Can music help us understand delirium in hospital?
Delirium is a ‘disturbance in consciousness’ (DSM IV) which manifests as confusion and often multi-sensory hallucination. It arises when acute illness and its treatments overwhelm the brain. The more vulnerable we are, the more likely we are to experience delirium. Even in a normal hospital ward as many as one in five will be delirious, but in intensive care prevalence can rise to 80%. Delirium is often traumatising not just for those who experience it, but for their families and for care staff. It is associated with post-traumatic stress disorder and long-term cognitive damage. Yet it is neither researched nor treated at a level which matches the experience.
Victoria (piano, vocals), Quinta (viola, vocals) and Chris Letcher (guitar) will play excerpts from the first Delirium song-cycle, followed by a discussion of both this project, and the different approaches and initial findings from the new study.

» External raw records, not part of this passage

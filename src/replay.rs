use anyhow::{Context, Result};
use serde::Deserialize;
use std::fs::File;
use std::io::{BufRead, BufReader};
use std::path::Path;

use crate::accessory::AccessoryKind;
use crate::geometry::DisplayGeometry;
use crate::landmark::LandmarkSet;

/// 記録された1フレーム分の検出結果
///
/// One JSON object per line:
/// `{"timestamp_ms": 0, "geometry": {...}, "face": [...], "pose": [...], "hand": [...]}`.
/// Missing detector fields mean that detector found nothing.
#[derive(Debug, Clone, PartialEq, Deserialize)]
pub struct ReplayFrame {
    pub timestamp_ms: f64,
    pub geometry: DisplayGeometry,
    #[serde(default)]
    pub face: Option<LandmarkSet>,
    #[serde(default)]
    pub pose: Option<LandmarkSet>,
    #[serde(default)]
    pub hand: Option<LandmarkSet>,
}

impl ReplayFrame {
    pub fn landmarks_for(&self, kind: AccessoryKind) -> Option<&LandmarkSet> {
        match kind {
            AccessoryKind::Crown => self.face.as_ref(),
            AccessoryKind::Medal => self.pose.as_ref(),
            AccessoryKind::Trophy => self.hand.as_ref(),
        }
    }
}

pub fn read_recording<P: AsRef<Path>>(path: P) -> Result<Vec<ReplayFrame>> {
    let path = path.as_ref();
    let file = File::open(path)
        .with_context(|| format!("failed to open recording {}", path.display()))?;
    parse_recording(BufReader::new(file))
        .with_context(|| format!("failed to read recording {}", path.display()))
}

/// Parses JSON lines, skipping blank lines.
pub fn parse_recording<R: BufRead>(reader: R) -> Result<Vec<ReplayFrame>> {
    let mut frames = Vec::new();
    for (i, line) in reader.lines().enumerate() {
        let line = line?;
        let line = line.trim();
        if line.is_empty() {
            continue;
        }
        let frame: ReplayFrame = serde_json::from_str(line)
            .with_context(|| format!("line {}", i + 1))?;
        frames.push(frame);
    }
    Ok(frames)
}

#[cfg(test)]
mod tests {
    use super::*;

    const GEOMETRY: &str =
        r#""geometry": {"display_width": 640, "display_height": 480, "video_width": 640, "video_height": 480}"#;

    #[test]
    fn test_parse_lines() {
        let text = format!(
            "{{\"timestamp_ms\": 0, {g}, \"face\": [{{\"x\": 0.4, \"y\": 0.4}}]}}\n\n{{\"timestamp_ms\": 33.3, {g}}}\n",
            g = GEOMETRY
        );
        let frames = parse_recording(text.as_bytes()).unwrap();
        assert_eq!(frames.len(), 2);
        assert_eq!(frames[0].landmarks_for(AccessoryKind::Crown).unwrap().len(), 1);
        assert!(frames[0].landmarks_for(AccessoryKind::Medal).is_none());
        assert!(frames[1].face.is_none());
        assert_eq!(frames[1].geometry.video_width, 640.0);
    }

    #[test]
    fn test_visibility_is_optional() {
        let text = format!(
            "{{\"timestamp_ms\": 0, {g}, \"pose\": [{{\"x\": 0.1, \"y\": 0.2, \"visibility\": 0.3}}]}}",
            g = GEOMETRY
        );
        let frames = parse_recording(text.as_bytes()).unwrap();
        let pose = frames[0].pose.as_ref().unwrap();
        assert_eq!(pose.get(0).unwrap().visibility, Some(0.3));
    }

    #[test]
    fn test_bad_line_reports_line_number() {
        let text = format!("{{\"timestamp_ms\": 0, {g}}}\nnot json\n", g = GEOMETRY);
        let err = parse_recording(text.as_bytes()).unwrap_err();
        assert!(format!("{:#}", err).contains("line 2"));
    }

    #[test]
    fn test_missing_file() {
        assert!(read_recording("does/not/exist.jsonl").is_err());
    }
}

This ongoing project is an attempt to understand delirium through musical compositions based on interviews with people who have experienced delirium, families, carers, and clinical staff. It began in 2013 with a song-cycle – Delirium – which interweaves a series of interviews with live music; the cycle has been performed in a variety of public, clinical and educational settings in the UK, and was shortlisted for the inaugural Medicine Unboxed Creative Prize in 2014. Victoria is now part-way through a masters in Health Communication and Music, focused on delirium, which will lead to new compositions based on interviews from a South African teaching hospital.